Nigeria extremist sect has political links: police
ABUJA (AFP) - Nigeria's secret police said Monday that the extremist Boko Haram sect, blamed for scores of attacks including the August suicide bombing of UN headquarters here, has links to local politicians.
Police said they had exposed the connections after the arrest and questioning of an alleged spokesman for the Islamist group.
"His arrest further confirms the Service (police) position that some of the Boko Haram extremists have political patronage and sponsorship," secret police spokeswoman Marilyn Ogar said.
The statement said that the suspect named as Ali Sanda Umar Konduga confessed he "was recruited by a political party stalwart in Maiduguri," the northeastern city where most of the attacks blamed on Boko Haram have taken place.
Police did not identify the political party involved.
It alleged that Konduga was the Boko Haram spokesman quoted in the media under the alias Usman al-Zawahiri.
He was arrested on November 3. Police did not say why it was only being announced now.
There has long been speculation over political links to at least certain factions of Boko Haram, which has claimed responsibility for dozens of attacks, including an August suicide bombing of UN headquarters in Abuja which killed at least 24 people.

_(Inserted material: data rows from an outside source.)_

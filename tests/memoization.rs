//! Cache and taint behaviour observed through effect call counts and
//! memo statistics.

use effgraph::interp::{Cx, Fragment, Visit};
use effgraph::prelude::*;
use effgraph::{EvalConfig, Fault, Plugin};
use serde_json::json;
use std::cell::Cell;
use std::rc::Rc;

fn interpreter(plugins: &PluginSet, mock: &Rc<MockHandler>) -> Interpreter {
    plugins.interpreter().unwrap().with_handler(mock.clone())
}

#[test]
fn diamond_dependency_is_evaluated_once() {
    let plugins = PluginSet::standard().unwrap();
    let program = plugins
        .build(Schema::Any, |b| {
            let shared = b.perform("db/get", "k");
            let left = shared.add(1);
            let right = shared.add(2);
            left.add(right)
        })
        .unwrap();
    let mock = Rc::new(MockHandler::new().respond("db/get", 10));
    let report = interpreter(&plugins, &mock).evaluate(&program, Value::Null);
    assert_eq!(report.outcome, Ok(Value::Number(23.0)));
    assert_eq!(mock.count("db/get"), 1);
    assert!(report.stats.hits >= 1);
}

#[test]
fn disabling_the_cache_revisits_shared_nodes() {
    let plugins = PluginSet::standard().unwrap();
    let program = plugins
        .build(Schema::Any, |b| {
            let shared = b.perform("db/get", "k");
            shared.add(shared)
        })
        .unwrap();
    let mock = Rc::new(MockHandler::new().respond("db/get", 4));
    let config = EvalConfig {
        cache: false,
        ..EvalConfig::default()
    };
    let out = interpreter(&plugins, &mock)
        .with_config(config)
        .run(&program, Value::Null);
    assert_eq!(out, Ok(Value::Number(8.0)));
    assert_eq!(mock.count("db/get"), 2);
}

#[test]
fn loop_variables_taint_dependents_but_not_siblings() {
    let plugins = PluginSet::standard().unwrap();
    let program = plugins
        .build(Schema::Any, |b| {
            let outside = b.perform("config/get", "rate");
            let seen = b.let_(Value::List(vec![]));
            b.each([1, 2, 3], |item| {
                let scaled = b.perform("price/get", item).mul(outside);
                seen.push(scaled)
            });
            seen.get()
        })
        .unwrap();
    let mock = Rc::new(
        MockHandler::new()
            .respond("config/get", 10)
            .respond("price/get", 1),
    );
    let report = interpreter(&plugins, &mock).evaluate(&program, Value::Null);
    assert_eq!(report.outcome, Ok(Value::from(json!([10, 10, 10]))));
    assert_eq!(mock.count("config/get"), 1);
    assert_eq!(mock.count("price/get"), 3);
    let payloads: Vec<Value> = mock
        .calls()
        .into_iter()
        .filter(|(tag, _)| tag == "price/get")
        .map(|(_, payload)| payload)
        .collect();
    assert_eq!(payloads, vec![Value::from(1), Value::from(2), Value::from(3)]);
    assert!(report.stats.tainted >= 3);
}

#[test]
fn separate_evaluations_share_nothing() {
    let plugins = PluginSet::standard().unwrap();
    let program = plugins
        .build(Schema::Any, |b| b.perform("db/get", "k"))
        .unwrap();
    let mock = Rc::new(MockHandler::new().respond("db/get", 1));
    let interp = interpreter(&plugins, &mock);
    interp.run(&program, Value::Null).unwrap();
    interp.run(&program, Value::Null).unwrap();
    assert_eq!(mock.count("db/get"), 2);
}

/// Fragment that fails every visit and counts how often it was asked.
struct Exploding(Rc<Cell<usize>>);

impl Fragment for Exploding {
    fn name(&self) -> &str {
        "boom"
    }

    fn kinds(&self) -> &[&'static str] {
        &["boom/now"]
    }

    fn visit(&self, _node: Rc<effgraph::graph::Node>, _cx: Cx) -> Visit {
        self.0.set(self.0.get() + 1);
        Visit::Ready(Err(Fault::raise("BOOM", "exploded")))
    }
}

#[test]
fn failures_are_cached_and_replayed() {
    let visits = Rc::new(Cell::new(0));
    let boom = Plugin::new("boom", &["boom/now"], Rc::new(Exploding(visits.clone())));
    let plugins = PluginSet::standard().unwrap().with(boom).unwrap();
    let program = plugins
        .build(Schema::Any, |b| {
            let boom = b.node("boom/now", []);
            b.settle([boom, boom.add(1), b.lift(5)])
        })
        .unwrap();
    let out = plugins.interpreter().unwrap().run(&program, Value::Null).unwrap();
    assert_eq!(visits.get(), 1);
    let rejected = out.get("rejected").and_then(Value::as_list).unwrap();
    assert_eq!(rejected.len(), 2);
    assert_eq!(rejected[0], rejected[1]);
    assert_eq!(out.get("fulfilled"), Some(&Value::from(json!([5]))));
}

Ogar's statement alleged Konduga was "a former political thug," referring to the practice of Nigerian politicians of recruiting or forming local gangs to help rig elections or use as muscle.

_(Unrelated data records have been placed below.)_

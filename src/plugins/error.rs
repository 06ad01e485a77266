//! The `error` plugin: raising, guarding and recovering from DSL-level
//! failures.
//!
//! Only [`Fault::Raised`] values are ever caught. Fatal faults pass through
//! `try`, `settle` and `attempt` untouched.

use std::rc::Rc;

use crate::builder::{Builder, Expr, Lift};
use crate::error::{Fault, Outcome};
use crate::graph::{Field, Node, NodeId, TypeTag};
use crate::interp::{Cx, Fragment, Value, Visit};
use crate::plugin::Plugin;

const KINDS: &[&str] = &[
    "error/fail",
    "error/try",
    "error/guard",
    "error/settle",
    "error/attempt",
];

/// Key of the wildcard `match` arm.
pub const WILDCARD: &str = "_";

/// The `error` plugin.
pub fn plugin() -> Plugin {
    Plugin::new("error", KINDS, Rc::new(ErrorFragment))
        .returns("error/settle", TypeTag::Record)
        .returns("error/attempt", TypeTag::Record)
}

/// Error-handling constructors.
pub trait ErrorOps {
    /// Raise `error` as a failure value.
    fn fail<'b>(&'b self, error: impl Into<Lift<'b>>) -> Expr<'b>;

    /// Raise `error` unless `test` is `true`; emitted as a statement and
    /// produces no value.
    fn guard<'b>(&'b self, test: impl Into<Lift<'b>>, error: impl Into<Lift<'b>>) -> Expr<'b>;

    /// Evaluate every item independently, collecting `{fulfilled, rejected}`.
    fn settle<'b, T: Into<Lift<'b>>>(&'b self, items: impl IntoIterator<Item = T>) -> Expr<'b>;

    /// Evaluate `body` into `{ok, err}` without failing.
    fn attempt<'b>(&'b self, body: impl Into<Lift<'b>>) -> Expr<'b>;

    /// Start a `try` around `body`.
    fn try_<'b>(&'b self, body: impl Into<Lift<'b>>) -> Try<'b>;
}

impl ErrorOps for Builder {
    fn fail<'b>(&'b self, error: impl Into<Lift<'b>>) -> Expr<'b> {
        let error = self.lift(error);
        self.node("error/fail", [("error", Field::Child(error.id()))])
    }

    fn guard<'b>(&'b self, test: impl Into<Lift<'b>>, error: impl Into<Lift<'b>>) -> Expr<'b> {
        let test = self.lift(test);
        let error = self.lift(error);
        let node = self.node(
            "error/guard",
            [
                ("test", Field::Child(test.id())),
                ("error", Field::Child(error.id())),
            ],
        );
        self.emit(node)
    }

    fn settle<'b, T: Into<Lift<'b>>>(&'b self, items: impl IntoIterator<Item = T>) -> Expr<'b> {
        let items = items.into_iter().map(|item| self.lift(item).id()).collect();
        self.node("error/settle", [("items", Field::Children(items))])
    }

    fn attempt<'b>(&'b self, body: impl Into<Lift<'b>>) -> Expr<'b> {
        let body = self.lift(body);
        self.node("error/attempt", [("body", Field::Child(body.id()))])
    }

    fn try_<'b>(&'b self, body: impl Into<Lift<'b>>) -> Try<'b> {
        Try {
            builder: self,
            body: self.lift(body).id(),
            error: None,
            catch: None,
            arms: Vec::new(),
            finally: None,
        }
    }
}

/// A `try` expression under construction.
#[must_use = "call `end` to produce the try node"]
pub struct Try<'b> {
    builder: &'b Builder,
    body: NodeId,
    error: Option<NodeId>,
    catch: Option<NodeId>,
    arms: Vec<(String, NodeId)>,
    finally: Option<NodeId>,
}

impl<'b> Try<'b> {
    fn error(&mut self) -> Expr<'b> {
        let b = self.builder;
        let id = *self
            .error
            .get_or_insert_with(|| b.placeholder("core/param").id());
        Expr::new(id, b)
    }

    /// Recover from any raised value; `f` receives it.
    pub fn catch<R: Into<Lift<'b>>>(mut self, f: impl FnOnce(Expr<'b>) -> R) -> Self {
        let error = self.error();
        self.catch = Some(self.builder.body(|| f(error)).id());
        self
    }

    /// Recover from errors whose match key (the string itself, else its
    /// `code` or `type` field) equals `key`.
    pub fn on<R: Into<Lift<'b>>>(mut self, key: &str, f: impl FnOnce(Expr<'b>) -> R) -> Self {
        let error = self.error();
        let arm = self.builder.body(|| f(error)).id();
        self.arms.push((key.to_string(), arm));
        self
    }

    /// Arm taken when no keyed arm matches.
    pub fn on_any<R: Into<Lift<'b>>>(self, f: impl FnOnce(Expr<'b>) -> R) -> Self {
        self.on(WILDCARD, f)
    }

    /// Run `f`'s expression after the body or handler, whatever the result.
    pub fn finally<R: Into<Lift<'b>>>(mut self, f: impl FnOnce() -> R) -> Self {
        self.finally = Some(self.builder.body(f).id());
        self
    }

    /// Produce the `error/try` node.
    pub fn end(self) -> Expr<'b> {
        let mut fields = vec![("body", Field::Child(self.body))];
        if let Some(error) = self.error {
            fields.push(("error", Field::Child(error)));
        }
        if let Some(catch) = self.catch {
            fields.push(("catch", Field::Child(catch)));
        }
        if !self.arms.is_empty() {
            fields.push(("arms", Field::Entries(self.arms)));
        }
        if let Some(finally) = self.finally {
            fields.push(("finally", Field::Child(finally)));
        }
        self.builder.node("error/try", fields)
    }
}

/// Interpreter for `error/*`.
#[derive(Debug, Default, Clone, Copy)]
pub struct ErrorFragment;

impl Fragment for ErrorFragment {
    fn name(&self) -> &str {
        "error"
    }

    fn kinds(&self) -> &[&'static str] {
        KINDS
    }

    fn visit(&self, node: Rc<Node>, cx: Cx) -> Visit {
        Visit::suspend(evaluate(node, cx))
    }
}

async fn evaluate(node: Rc<Node>, cx: Cx) -> Outcome {
    match node.kind.as_str() {
        "error/fail" => Err(Fault::Raised(cx.recurse(node.child("error")?).await?)),
        "error/guard" => {
            let test = cx.recurse(node.child("test")?).await?;
            if super::core::truth(&node.kind, &test)? {
                Ok(Value::Null)
            } else {
                Err(Fault::Raised(cx.recurse(node.child("error")?).await?))
            }
        }
        "error/settle" => {
            let mut fulfilled = Vec::new();
            let mut rejected = Vec::new();
            for id in node.children("items")? {
                match cx.recurse(*id).await {
                    Ok(value) => fulfilled.push(value),
                    Err(Fault::Raised(error)) => rejected.push(error),
                    Err(fatal) => return Err(fatal),
                }
            }
            Ok(Value::record([
                ("fulfilled", Value::List(fulfilled)),
                ("rejected", Value::List(rejected)),
            ]))
        }
        "error/attempt" => match cx.recurse(node.child("body")?).await {
            Ok(value) => Ok(Value::record([("ok", value), ("err", Value::Null)])),
            Err(Fault::Raised(error)) => {
                Ok(Value::record([("ok", Value::Null), ("err", error)]))
            }
            Err(fatal) => Err(fatal),
        },
        _ => visit_try(&node, &cx).await,
    }
}

async fn visit_try(node: &Node, cx: &Cx) -> Outcome {
    let outcome = match cx.recurse(node.child("body")?).await {
        Err(Fault::Raised(error)) => recover(node, cx, error).await,
        other => other,
    };
    match node.opt_child("finally") {
        Some(finally) => match cx.recurse(finally).await {
            Ok(_) => outcome,
            Err(fault) => Err(fault),
        },
        None => outcome,
    }
}

async fn recover(node: &Node, cx: &Cx, error: Value) -> Outcome {
    let scope = match node.opt_child("error") {
        Some(param) => cx.bind_value(param, error.clone()),
        None => cx.clone(),
    };
    if let Some(catch) = node.opt_child("catch") {
        return scope.recurse(catch).await;
    }
    let arm = node.fields.get("arms").and_then(|field| match field {
        Field::Entries(arms) => {
            let key = error.match_key();
            arms.iter()
                .find(|(k, _)| Some(k.as_str()) == key)
                .or_else(|| arms.iter().find(|(k, _)| k == WILDCARD))
                .map(|(_, id)| *id)
        }
        _ => None,
    });
    match arm {
        Some(arm) => scope.recurse(arm).await,
        None => Err(Fault::Raised(error)),
    }
}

The statement said one benefactor promised to pay him 10 million naira ($60,000, 45,000 euros) to work for his party, but then died on his way to deliver half the sum to Konduga.

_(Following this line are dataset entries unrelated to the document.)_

use futures::future::{self, FutureExt};
use futures::stream::{self, LocalBoxStream, StreamExt};
use std::cell::{Cell, RefCell};
use std::collections::BTreeMap;
use std::rc::Rc;

use super::client::{ClientError, ClientFuture, Request, ResourceClient};
use crate::interp::Value;

type Tables = BTreeMap<String, Vec<Value>>;

struct Scope {
    tables: RefCell<Tables>,
    parent: Option<Rc<Scope>>,
    closed: Cell<bool>,
}

/// In-memory table store with snapshot transactions.
///
/// `begin` and `savepoint` both snapshot the current tables into a child
/// scope; `commit` writes the child's tables back over its parent and
/// `rollback` drops them. Every operation, including scope transitions, is
/// appended to a log shared by all scopes of one store.
///
/// Supported operations, all taking a record of arguments:
///
/// | op       | args                          | result              |
/// |----------|-------------------------------|---------------------|
/// | `insert` | `table`, `row`                | the inserted row    |
/// | `select` | `table`, optional `where`     | matching rows       |
/// | `count`  | `table`, optional `where`     | number of matches   |
/// | `delete` | `table`, optional `where`     | number removed      |
/// | `fail`   | `code`, `message`             | always fails        |
#[derive(Clone)]
pub struct MemoryStore {
    scope: Rc<Scope>,
    log: Rc<RefCell<Vec<String>>>,
}

impl Default for MemoryStore {
    fn default() -> Self {
        Self::new()
    }
}

impl std::fmt::Debug for MemoryStore {
    fn fmt(&self, f: &mut std::fmt::Formatter<'_>) -> std::fmt::Result {
        f.debug_struct("MemoryStore")
            .field("tables", &self.scope.tables.borrow().keys().collect::<Vec<_>>())
            .field("nested", &self.scope.parent.is_some())
            .finish()
    }
}

impl MemoryStore {
    /// Empty store.
    pub fn new() -> Self {
        Self {
            scope: Rc::new(Scope {
                tables: RefCell::new(Tables::new()),
                parent: None,
                closed: Cell::new(false),
            }),
            log: Rc::new(RefCell::new(Vec::new())),
        }
    }

    /// Seed `table` with `rows`.
    pub fn with_rows(self, table: &str, rows: impl IntoIterator<Item = Value>) -> Self {
        self.scope
            .tables
            .borrow_mut()
            .entry(table.to_string())
            .or_default()
            .extend(rows);
        self
    }

    /// Rows of `table` as seen by this scope.
    pub fn rows(&self, table: &str) -> Vec<Value> {
        self.scope
            .tables
            .borrow()
            .get(table)
            .cloned()
            .unwrap_or_default()
    }

    /// Every operation performed so far, in order.
    pub fn log(&self) -> Vec<String> {
        self.log.borrow().clone()
    }

    fn note(&self, entry: impl Into<String>) {
        self.log.borrow_mut().push(entry.into());
    }

    fn open(&self) -> Result<(), ClientError> {
        if self.scope.closed.get() {
            return Err(ClientError::new("CLOSED", "scope already committed or rolled back"));
        }
        Ok(())
    }

    fn child(&self, label: &str) -> Result<Rc<dyn ResourceClient>, ClientError> {
        self.open()?;
        self.note(label);
        let snapshot = self.scope.tables.borrow().clone();
        Ok(Rc::new(MemoryStore {
            scope: Rc::new(Scope {
                tables: RefCell::new(snapshot),
                parent: Some(self.scope.clone()),
                closed: Cell::new(false),
            }),
            log: self.log.clone(),
        }))
    }

    fn close(&self, label: &str) -> Result<(), ClientError> {
        self.open()?;
        self.note(label);
        self.scope.closed.set(true);
        Ok(())
    }

    fn execute(&self, request: &Request) -> Result<Value, ClientError> {
        self.open()?;
        self.note(request.op.as_str());
        let args = &request.args;
        match request.op.as_str() {
            "insert" => {
                let table = table_name(args)?;
                let row = args
                    .get("row")
                    .cloned()
                    .ok_or_else(|| ClientError::new("BAD_REQUEST", "insert needs a 'row'"))?;
                self.scope
                    .tables
                    .borrow_mut()
                    .entry(table)
                    .or_default()
                    .push(row.clone());
                Ok(row)
            }
            "select" => Ok(Value::List(self.select(args)?)),
            "count" => Ok(Value::from(self.select(args)?.len())),
            "delete" => {
                let table = table_name(args)?;
                let filter = args.get("where");
                let mut tables = self.scope.tables.borrow_mut();
                let rows = tables.entry(table).or_default();
                let before = rows.len();
                rows.retain(|row| !row_matches(row, filter));
                Ok(Value::from(before - rows.len()))
            }
            "fail" => {
                let field = |key: &str| {
                    args.get(key)
                        .and_then(Value::as_str)
                        .unwrap_or_default()
                        .to_string()
                };
                Err(ClientError::new(field("code"), field("message")))
            }
            other => Err(ClientError::new(
                "UNKNOWN_OP",
                format!("memory store has no operation '{other}'"),
            )),
        }
    }

    fn select(&self, args: &Value) -> Result<Vec<Value>, ClientError> {
        let table = table_name(args)?;
        let filter = args.get("where");
        Ok(self
            .scope
            .tables
            .borrow()
            .get(&table)
            .map(|rows| {
                rows.iter()
                    .filter(|row| row_matches(row, filter))
                    .cloned()
                    .collect()
            })
            .unwrap_or_default())
    }
}

fn table_name(args: &Value) -> Result<String, ClientError> {
    args.get("table")
        .and_then(Value::as_str)
        .map(str::to_string)
        .ok_or_else(|| ClientError::new("BAD_REQUEST", "request needs a 'table'"))
}

fn row_matches(row: &Value, filter: Option<&Value>) -> bool {
    match filter {
        Some(Value::Record(wanted)) => wanted
            .iter()
            .all(|(key, value)| row.get(key) == Some(value)),
        _ => true,
    }
}

impl ResourceClient for MemoryStore {
    fn request(&self, request: Request) -> ClientFuture<Value> {
        future::ready(self.execute(&request)).boxed_local()
    }

    fn begin(&self) -> ClientFuture<Rc<dyn ResourceClient>> {
        future::ready(self.child("begin")).boxed_local()
    }

    fn savepoint(&self) -> ClientFuture<Rc<dyn ResourceClient>> {
        future::ready(self.child("savepoint")).boxed_local()
    }

    fn commit(&self) -> ClientFuture<()> {
        let outcome = self.close("commit").map(|()| {
            if let Some(parent) = &self.scope.parent {
                let tables = self.scope.tables.borrow().clone();
                *parent.tables.borrow_mut() = tables;
            }
        });
        future::ready(outcome).boxed_local()
    }

    fn rollback(&self) -> ClientFuture<()> {
        future::ready(self.close("rollback")).boxed_local()
    }

    fn stream(
        &self,
        request: Request,
        batch_size: usize,
    ) -> LocalBoxStream<'static, Result<Vec<Value>, ClientError>> {
        let rows = self.open().and_then(|()| {
            self.note(format!("stream:{}", request.op));
            match request.op.as_str() {
                "select" => self.select(&request.args),
                other => Err(ClientError::new(
                    "UNKNOWN_OP",
                    format!("memory store cannot stream '{other}'"),
                )),
            }
        });
        match rows {
            Ok(rows) => {
                let batches: Vec<_> = rows
                    .chunks(batch_size.max(1))
                    .map(|chunk| Ok(chunk.to_vec()))
                    .collect();
                stream::iter(batches).boxed_local()
            }
            Err(err) => stream::once(future::ready(Err(err))).boxed_local(),
        }
    }
}
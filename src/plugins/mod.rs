//! Stock plugins.
//!
//! [`standard`] returns every plugin that needs no external resource;
//! [`store::plugin`] is added separately because it is parameterised by a
//! client.

/// Logical operators and the boolean `eq` implementation.
pub mod boolean;
/// Literals, structure, sequencing, cells, loops, lambdas and recursion.
pub mod core;
/// Named effects delegated to the injected handler.
pub mod effect;
/// Raising and recovering from failures.
pub mod error;
/// Concurrency, deadlines and retry.
pub mod fiber;
/// Arithmetic and the number implementations of `eq` and `ord`.
pub mod num;
/// Transactional external resources.
pub mod store;
/// Strings and the string implementations of `eq` and `ord`.
pub mod text;

use crate::plugin::Plugin;

/// The core, scalar, error, fiber and effect plugins, in that order.
pub fn standard() -> Vec<Plugin> {
    vec![
        core::plugin(),
        num::plugin(),
        boolean::plugin(),
        text::plugin(),
        error::plugin(),
        fiber::plugin(),
        effect::plugin(),
    ]
}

Konduga claimed a member of Nigeria's National Assembly then took over the running of his activities.
The statement also alleged Konduga was behind threatening text messages sent to election tribunal judges and other threats made to politicians including former president Olusegun Obasanjo.
It clamed that Konduga told security agents that threat messages sent to the chairman of an election petition tribunal in Borno state, where Maiduguri is located, "were scripted and relayed to him by the National Assembly member."
Boko Haram launched an uprising in 2009 put down by a brutal military assault that left hundreds dead and which left its mosque and headquarters in Maiduguri in ruins.
It appeared to go dormant for about a year before re-emerging with a series of hit-and-run shootings. Bomb blasts have become frequent and increasingly sophisticated in recent months.
There has been intense speculation over whether the group has formed links with outside extremist groups, including Al-Qaeda's north African branch.